▶ **EXERCISE DIRECTIONS**
Give the number of lines in the data that contain the word "Whole"; no other text is needed.

Data items:

//! Status enum for a task within one run.

use serde::{Deserialize, Serialize};

/// Status of a task within a single run.
///
/// Transitions are one-directional: `Queued -> InProgress -> Done` or
/// `Queued -> InProgress -> Skipped`. The dependency gate is the only
/// path that produces `Skipped`.
#[derive(Debug, Clone, Copy, Default, PartialEq, Eq, Hash, Serialize, Deserialize)]
#[serde(rename_all = "snake_case")]
pub enum TaskStatus {
    /// Task selected for the run but not yet started.
    #[default]
    Queued,
    /// Task body (or its dependency gate) is currently executing.
    InProgress,
    /// Task finished, successfully or not.
    Done,
    /// Task was skipped by the dependency gate.
    Skipped,
}

impl TaskStatus {
    /// Returns true if the task has reached a terminal state.
    pub fn is_terminal(&self) -> bool {
        matches!(self, Self::Done | Self::Skipped)
    }

    /// Lowercase wire name, matching the serialized form.
    pub fn as_str(&self) -> &'static str {
        match self {
            Self::Queued => "queued",
            Self::InProgress => "in_progress",
            Self::Done => "done",
            Self::Skipped => "skipped",
        }
    }
}

#[cfg(test)]
mod tests {
    use super::*;

    #[test]
    fn test_terminal_states() {
        assert!(!TaskStatus::Queued.is_terminal());
        assert!(!TaskStatus::InProgress.is_terminal());
        assert!(TaskStatus::Done.is_terminal());
        assert!(TaskStatus::Skipped.is_terminal());
    }

    #[test]
    fn test_wire_names() {
        assert_eq!(TaskStatus::InProgress.as_str(), "in_progress");
        assert_eq!(
            serde_json::to_string(&TaskStatus::Skipped).unwrap(),
            "\"skipped\""
        );
    }
}
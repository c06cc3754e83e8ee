//! Per-task run state and the externally visible result record.

use crate::output::TaskOutput;
use crate::status::TaskStatus;
use crate::TaskKind;
use chrono::{DateTime, Utc};
use serde::{Deserialize, Serialize};

/// A compliance-framework control associated with an insight task.
#[derive(Debug, Clone, PartialEq, Eq, Hash, Serialize, Deserialize)]
pub struct ControlRef {
    /// Framework name (e.g. "cis", "soc2").
    pub framework: String,

    /// Control identifier within the framework.
    pub control_id: String,
}

impl ControlRef {
    /// Create a new control reference.
    pub fn new(framework: impl Into<String>, control_id: impl Into<String>) -> Self {
        Self {
            framework: framework.into(),
            control_id: control_id.into(),
        }
    }
}

/// Mutable execution record for one task within one run.
///
/// Owned exclusively by the run context; destroyed with it when the run
/// ends. The formatted [`ResultRecord`] is always derived from this
/// state, never stored alongside it.
#[derive(Debug, Clone, Default, PartialEq, Serialize, Deserialize)]
pub struct TaskRun {
    /// Current lifecycle status.
    pub status: TaskStatus,

    /// When the wrapper marked the task in-progress.
    pub start_time: Option<DateTime<Utc>>,

    /// When the task reached a terminal status.
    pub end_time: Option<DateTime<Utc>>,

    /// Validated output, present only after a successful invocation.
    pub output: Option<TaskOutput>,

    /// Errors recorded against the task, in order of occurrence.
    pub errors: Vec<String>,

    /// Full diagnostic trace of an uncaught failure, when captured.
    pub traceback: Option<String>,

    /// Timestamped log lines appended by the task body.
    pub logs: Vec<String>,

    /// Violation flag from the task's validated output.
    pub violation: bool,
}

impl TaskRun {
    /// Mark the task started.
    pub fn start(&mut self) {
        self.status = TaskStatus::InProgress;
        self.start_time = Some(Utc::now());
    }

    /// Mark the task finished (successfully or not).
    pub fn finish(&mut self) {
        self.status = TaskStatus::Done;
        self.end_time = Some(Utc::now());
    }

    /// Mark the task skipped by the dependency gate.
    pub fn skip(&mut self) {
        self.status = TaskStatus::Skipped;
        self.end_time = Some(Utc::now());
    }

    /// Whole-second duration between start and end, if both are known.
    pub fn duration_secs(&self) -> Option<i64> {
        match (self.start_time, self.end_time) {
            (Some(start), Some(end)) => {
                let millis = (end - start).num_milliseconds();
                Some((millis as f64 / 1000.0).round() as i64)
            }
            _ => None,
        }
    }
}

/// The externally visible, formatted view of one task's run.
///
/// Derived on demand from [`TaskRun`] plus descriptor metadata; requesting
/// it mid-run reflects whatever state exists at that moment.
#[derive(Debug, Clone, PartialEq, Serialize, Deserialize)]
pub struct ResultRecord {
    /// Whether the task completed successfully.
    pub success: bool,

    /// The task's validated output (`data` plus optional `message`).
    pub output: TaskOutput,

    /// Errors recorded against the task.
    pub errors: Vec<String>,

    /// Diagnostic trace, present only on uncaught failure.
    pub traceback: Option<String>,

    /// Timestamped log lines.
    pub logs: Vec<String>,

    /// Whether the task flagged a violation.
    pub is_violation: bool,

    /// Lifecycle status at format time.
    pub status: TaskStatus,

    /// Collector or insight.
    #[serde(rename = "type")]
    pub kind: TaskKind,

    /// Controls mapped to this task (empty for collectors).
    pub controls: Vec<ControlRef>,

    /// When the task started.
    pub start_time: Option<DateTime<Utc>>,

    /// When the task finished.
    pub end_time: Option<DateTime<Utc>>,

    /// Whole-second duration, when both timestamps are known.
    pub duration: Option<i64>,
}

#[cfg(test)]
mod tests {
    use super::*;

    #[test]
    fn test_task_run_lifecycle() {
        let mut run = TaskRun::default();
        assert_eq!(run.status, TaskStatus::Queued);
        run.start();
        assert_eq!(run.status, TaskStatus::InProgress);
        assert!(run.start_time.is_some());
        run.finish();
        assert_eq!(run.status, TaskStatus::Done);
        assert!(run.end_time.is_some());
        assert_eq!(run.duration_secs(), Some(0));
    }

    #[test]
    fn test_skip_leaves_no_start_requirement() {
        let mut run = TaskRun::default();
        run.start();
        run.skip();
        assert_eq!(run.status, TaskStatus::Skipped);
        assert!(run.status.is_terminal());
    }

    #[test]
    fn test_record_serializes_kind_as_type() {
        let record = ResultRecord {
            success: true,
            output: TaskOutput::default(),
            errors: vec![],
            traceback: None,
            logs: vec![],
            is_violation: false,
            status: TaskStatus::Done,
            kind: TaskKind::Insight,
            controls: vec![ControlRef::new("cis", "1.2")],
            start_time: None,
            end_time: None,
            duration: None,
        };
        let json = serde_json::to_value(&record).unwrap();
        assert_eq!(json["type"], "insight");
        assert_eq!(json["controls"][0]["framework"], "cis");
    }
}
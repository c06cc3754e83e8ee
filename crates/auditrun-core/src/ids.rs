//! Newtype wrapper for run identifiers.

use serde::{Deserialize, Serialize};
use std::fmt;
use uuid::Uuid;

/// Unique identifier for one end-to-end run.
#[derive(Debug, Clone, PartialEq, Eq, Hash, Serialize, Deserialize)]
pub struct RunId(String);

impl RunId {
    /// Create a new RunId from a string.
    pub fn new(id: impl Into<String>) -> Self {
        Self(id.into())
    }

    /// Generate a new random RunId.
    pub fn generate() -> Self {
        Self(Uuid::new_v4().to_string())
    }

    /// Get the inner string reference.
    pub fn as_str(&self) -> &str {
        &self.0
    }
}

impl fmt::Display for RunId {
    fn fmt(&self, f: &mut fmt::Formatter<'_>) -> fmt::Result {
        write!(f, "{}", self.0)
    }
}

impl From<String> for RunId {
    fn from(s: String) -> Self {
        Self(s)
    }
}

impl From<&str> for RunId {
    fn from(s: &str) -> Self {
        Self(s.to_owned())
    }
}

▶ **REPLY TO THE TASK**
2